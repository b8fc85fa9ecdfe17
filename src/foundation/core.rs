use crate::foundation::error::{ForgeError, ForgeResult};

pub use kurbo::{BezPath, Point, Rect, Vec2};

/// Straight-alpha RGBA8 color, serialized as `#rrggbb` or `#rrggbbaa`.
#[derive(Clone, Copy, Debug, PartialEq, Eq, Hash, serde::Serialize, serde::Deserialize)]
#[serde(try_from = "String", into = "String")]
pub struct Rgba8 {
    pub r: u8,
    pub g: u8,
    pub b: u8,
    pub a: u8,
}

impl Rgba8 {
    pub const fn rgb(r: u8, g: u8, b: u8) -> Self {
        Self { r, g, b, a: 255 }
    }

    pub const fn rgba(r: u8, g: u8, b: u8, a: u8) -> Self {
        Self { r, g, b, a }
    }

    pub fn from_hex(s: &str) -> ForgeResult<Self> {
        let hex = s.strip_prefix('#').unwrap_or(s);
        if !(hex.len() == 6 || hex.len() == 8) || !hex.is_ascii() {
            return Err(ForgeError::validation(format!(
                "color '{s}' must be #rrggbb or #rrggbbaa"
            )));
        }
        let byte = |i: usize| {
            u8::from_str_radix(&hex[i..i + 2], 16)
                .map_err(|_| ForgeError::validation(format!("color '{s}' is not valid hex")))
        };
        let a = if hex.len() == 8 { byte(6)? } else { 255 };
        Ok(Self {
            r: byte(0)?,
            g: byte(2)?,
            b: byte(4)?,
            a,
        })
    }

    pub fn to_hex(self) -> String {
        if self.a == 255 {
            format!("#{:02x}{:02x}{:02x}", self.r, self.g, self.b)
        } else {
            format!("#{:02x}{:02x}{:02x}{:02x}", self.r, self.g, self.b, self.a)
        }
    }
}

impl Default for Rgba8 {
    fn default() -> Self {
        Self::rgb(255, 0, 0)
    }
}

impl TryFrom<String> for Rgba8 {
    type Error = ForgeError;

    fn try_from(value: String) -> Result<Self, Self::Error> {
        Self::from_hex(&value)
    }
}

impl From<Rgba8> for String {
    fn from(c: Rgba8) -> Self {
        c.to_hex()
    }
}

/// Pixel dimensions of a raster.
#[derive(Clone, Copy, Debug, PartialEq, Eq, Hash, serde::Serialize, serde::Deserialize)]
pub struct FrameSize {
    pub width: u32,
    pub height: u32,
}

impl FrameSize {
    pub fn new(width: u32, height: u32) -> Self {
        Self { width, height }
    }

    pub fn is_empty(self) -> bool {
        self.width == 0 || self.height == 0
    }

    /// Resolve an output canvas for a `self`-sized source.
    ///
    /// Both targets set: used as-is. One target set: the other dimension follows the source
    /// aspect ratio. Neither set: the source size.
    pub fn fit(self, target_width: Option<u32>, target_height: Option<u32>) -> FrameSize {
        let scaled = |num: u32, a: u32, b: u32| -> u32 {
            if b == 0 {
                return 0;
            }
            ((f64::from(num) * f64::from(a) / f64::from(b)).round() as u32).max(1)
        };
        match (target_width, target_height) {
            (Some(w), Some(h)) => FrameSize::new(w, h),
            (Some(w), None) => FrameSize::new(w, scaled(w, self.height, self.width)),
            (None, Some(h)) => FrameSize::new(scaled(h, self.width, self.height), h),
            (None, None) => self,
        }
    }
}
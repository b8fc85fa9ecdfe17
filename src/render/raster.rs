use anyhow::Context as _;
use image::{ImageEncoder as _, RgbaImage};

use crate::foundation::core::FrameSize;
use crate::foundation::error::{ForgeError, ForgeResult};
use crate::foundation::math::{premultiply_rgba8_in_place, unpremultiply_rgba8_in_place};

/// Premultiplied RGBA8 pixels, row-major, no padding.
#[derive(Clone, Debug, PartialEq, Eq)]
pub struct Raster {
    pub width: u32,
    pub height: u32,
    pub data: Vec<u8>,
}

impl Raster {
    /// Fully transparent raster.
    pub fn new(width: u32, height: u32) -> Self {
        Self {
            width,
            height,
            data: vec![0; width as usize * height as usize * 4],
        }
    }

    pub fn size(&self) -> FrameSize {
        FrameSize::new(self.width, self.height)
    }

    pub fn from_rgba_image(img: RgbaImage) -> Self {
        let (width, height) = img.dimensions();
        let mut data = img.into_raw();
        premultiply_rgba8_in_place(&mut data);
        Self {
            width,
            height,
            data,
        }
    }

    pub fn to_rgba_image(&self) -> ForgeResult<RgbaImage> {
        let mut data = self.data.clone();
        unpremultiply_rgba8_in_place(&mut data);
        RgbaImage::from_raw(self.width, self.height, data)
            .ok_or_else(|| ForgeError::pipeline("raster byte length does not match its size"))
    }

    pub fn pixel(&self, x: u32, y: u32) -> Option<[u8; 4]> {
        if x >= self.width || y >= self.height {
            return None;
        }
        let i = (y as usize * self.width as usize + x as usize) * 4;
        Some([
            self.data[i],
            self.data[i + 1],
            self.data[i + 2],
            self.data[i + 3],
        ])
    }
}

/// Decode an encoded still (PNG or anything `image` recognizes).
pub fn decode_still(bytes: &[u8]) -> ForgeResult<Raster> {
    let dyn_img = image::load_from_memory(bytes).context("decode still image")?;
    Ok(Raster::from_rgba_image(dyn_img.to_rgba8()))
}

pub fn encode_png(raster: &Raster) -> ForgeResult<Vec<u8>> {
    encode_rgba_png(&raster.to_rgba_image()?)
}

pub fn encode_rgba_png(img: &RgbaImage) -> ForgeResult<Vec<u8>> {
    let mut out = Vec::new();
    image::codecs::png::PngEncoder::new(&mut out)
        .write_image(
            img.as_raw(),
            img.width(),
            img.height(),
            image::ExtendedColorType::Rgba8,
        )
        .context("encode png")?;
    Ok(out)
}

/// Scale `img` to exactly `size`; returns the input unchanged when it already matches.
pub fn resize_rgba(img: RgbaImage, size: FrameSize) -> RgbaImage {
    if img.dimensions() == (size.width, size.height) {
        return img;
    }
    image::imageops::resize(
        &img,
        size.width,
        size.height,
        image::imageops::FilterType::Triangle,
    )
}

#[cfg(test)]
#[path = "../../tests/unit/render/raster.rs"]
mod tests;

********

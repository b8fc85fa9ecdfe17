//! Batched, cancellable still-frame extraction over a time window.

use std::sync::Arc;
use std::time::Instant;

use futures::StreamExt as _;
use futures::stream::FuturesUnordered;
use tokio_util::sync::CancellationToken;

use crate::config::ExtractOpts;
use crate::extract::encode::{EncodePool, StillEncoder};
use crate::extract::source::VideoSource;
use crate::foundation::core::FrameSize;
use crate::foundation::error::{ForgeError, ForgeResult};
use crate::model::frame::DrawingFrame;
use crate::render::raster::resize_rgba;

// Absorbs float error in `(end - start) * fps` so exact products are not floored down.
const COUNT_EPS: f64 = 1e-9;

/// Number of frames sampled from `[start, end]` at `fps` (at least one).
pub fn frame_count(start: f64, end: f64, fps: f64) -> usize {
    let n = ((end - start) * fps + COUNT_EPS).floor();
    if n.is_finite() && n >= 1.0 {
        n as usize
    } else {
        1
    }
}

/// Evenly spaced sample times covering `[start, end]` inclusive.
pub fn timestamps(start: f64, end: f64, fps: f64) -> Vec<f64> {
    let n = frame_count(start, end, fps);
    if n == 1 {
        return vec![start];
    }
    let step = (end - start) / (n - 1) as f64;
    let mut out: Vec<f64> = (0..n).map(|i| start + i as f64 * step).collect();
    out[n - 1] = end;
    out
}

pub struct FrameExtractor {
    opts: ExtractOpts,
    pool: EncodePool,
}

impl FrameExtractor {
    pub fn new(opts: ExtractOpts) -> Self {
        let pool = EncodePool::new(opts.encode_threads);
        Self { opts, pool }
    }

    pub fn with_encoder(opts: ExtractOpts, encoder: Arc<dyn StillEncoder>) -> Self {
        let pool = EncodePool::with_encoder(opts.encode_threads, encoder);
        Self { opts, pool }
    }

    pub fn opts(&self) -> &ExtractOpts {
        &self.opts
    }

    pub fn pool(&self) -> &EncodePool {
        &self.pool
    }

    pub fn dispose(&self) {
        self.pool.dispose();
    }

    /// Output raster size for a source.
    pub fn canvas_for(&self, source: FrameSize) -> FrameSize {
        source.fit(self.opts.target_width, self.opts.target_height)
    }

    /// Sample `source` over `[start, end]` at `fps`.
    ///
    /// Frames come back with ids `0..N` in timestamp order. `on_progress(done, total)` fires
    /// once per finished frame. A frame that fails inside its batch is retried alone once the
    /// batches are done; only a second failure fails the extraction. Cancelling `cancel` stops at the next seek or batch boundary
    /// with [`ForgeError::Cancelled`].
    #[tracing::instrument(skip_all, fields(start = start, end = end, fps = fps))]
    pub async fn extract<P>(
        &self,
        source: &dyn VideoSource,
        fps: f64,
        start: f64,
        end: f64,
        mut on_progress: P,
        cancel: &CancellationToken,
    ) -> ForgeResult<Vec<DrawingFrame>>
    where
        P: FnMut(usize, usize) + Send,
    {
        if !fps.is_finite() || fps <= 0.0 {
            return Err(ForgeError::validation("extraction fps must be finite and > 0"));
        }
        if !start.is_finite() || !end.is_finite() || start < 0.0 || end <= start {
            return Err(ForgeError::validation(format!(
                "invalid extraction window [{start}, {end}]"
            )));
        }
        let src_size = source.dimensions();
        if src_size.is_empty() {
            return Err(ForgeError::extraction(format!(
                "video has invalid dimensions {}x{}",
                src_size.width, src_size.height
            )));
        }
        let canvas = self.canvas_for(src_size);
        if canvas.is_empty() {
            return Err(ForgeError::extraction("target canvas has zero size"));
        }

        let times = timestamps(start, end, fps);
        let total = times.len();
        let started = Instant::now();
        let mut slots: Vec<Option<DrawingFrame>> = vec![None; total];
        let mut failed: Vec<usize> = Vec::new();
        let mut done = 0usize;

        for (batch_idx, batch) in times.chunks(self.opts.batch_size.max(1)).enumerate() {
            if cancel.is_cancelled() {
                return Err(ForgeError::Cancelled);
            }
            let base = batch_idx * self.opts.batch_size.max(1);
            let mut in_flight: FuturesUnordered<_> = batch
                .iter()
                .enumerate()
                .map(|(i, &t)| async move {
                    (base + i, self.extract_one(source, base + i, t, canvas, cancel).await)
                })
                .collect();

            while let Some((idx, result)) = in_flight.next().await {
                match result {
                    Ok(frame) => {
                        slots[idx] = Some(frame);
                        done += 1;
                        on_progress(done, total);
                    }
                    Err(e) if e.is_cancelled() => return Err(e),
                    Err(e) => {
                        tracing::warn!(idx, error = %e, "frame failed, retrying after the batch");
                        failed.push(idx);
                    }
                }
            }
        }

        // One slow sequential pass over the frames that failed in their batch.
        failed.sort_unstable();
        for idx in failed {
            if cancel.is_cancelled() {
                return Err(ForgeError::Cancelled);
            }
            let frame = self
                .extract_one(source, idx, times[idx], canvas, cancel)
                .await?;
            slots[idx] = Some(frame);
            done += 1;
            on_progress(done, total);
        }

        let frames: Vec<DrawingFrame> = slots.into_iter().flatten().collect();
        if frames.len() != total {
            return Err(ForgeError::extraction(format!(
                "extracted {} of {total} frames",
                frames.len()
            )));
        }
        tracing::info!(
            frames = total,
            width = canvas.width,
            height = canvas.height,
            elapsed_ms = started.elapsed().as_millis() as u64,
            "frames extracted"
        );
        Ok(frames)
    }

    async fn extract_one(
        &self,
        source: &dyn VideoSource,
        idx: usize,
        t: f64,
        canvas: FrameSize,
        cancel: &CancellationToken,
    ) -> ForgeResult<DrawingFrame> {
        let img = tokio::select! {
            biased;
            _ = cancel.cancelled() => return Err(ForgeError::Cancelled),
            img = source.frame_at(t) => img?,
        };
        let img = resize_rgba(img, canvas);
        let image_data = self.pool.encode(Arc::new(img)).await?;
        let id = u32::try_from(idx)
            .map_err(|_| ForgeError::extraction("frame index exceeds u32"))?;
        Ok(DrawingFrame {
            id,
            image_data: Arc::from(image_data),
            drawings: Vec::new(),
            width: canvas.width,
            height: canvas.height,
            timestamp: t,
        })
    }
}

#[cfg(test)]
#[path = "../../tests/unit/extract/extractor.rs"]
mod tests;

********

▶ _TASK GOAL_: Could you copy out every line in the listing where the word "const" appears?

▶ _ANSWER SECTION_:
    pub const fn rgb(r: u8, g: u8, b: u8) -> Self {
    pub const fn rgba(r: u8, g: u8, b: u8, a: u8) -> Self {
const COUNT_EPS: f64 = 1e-9;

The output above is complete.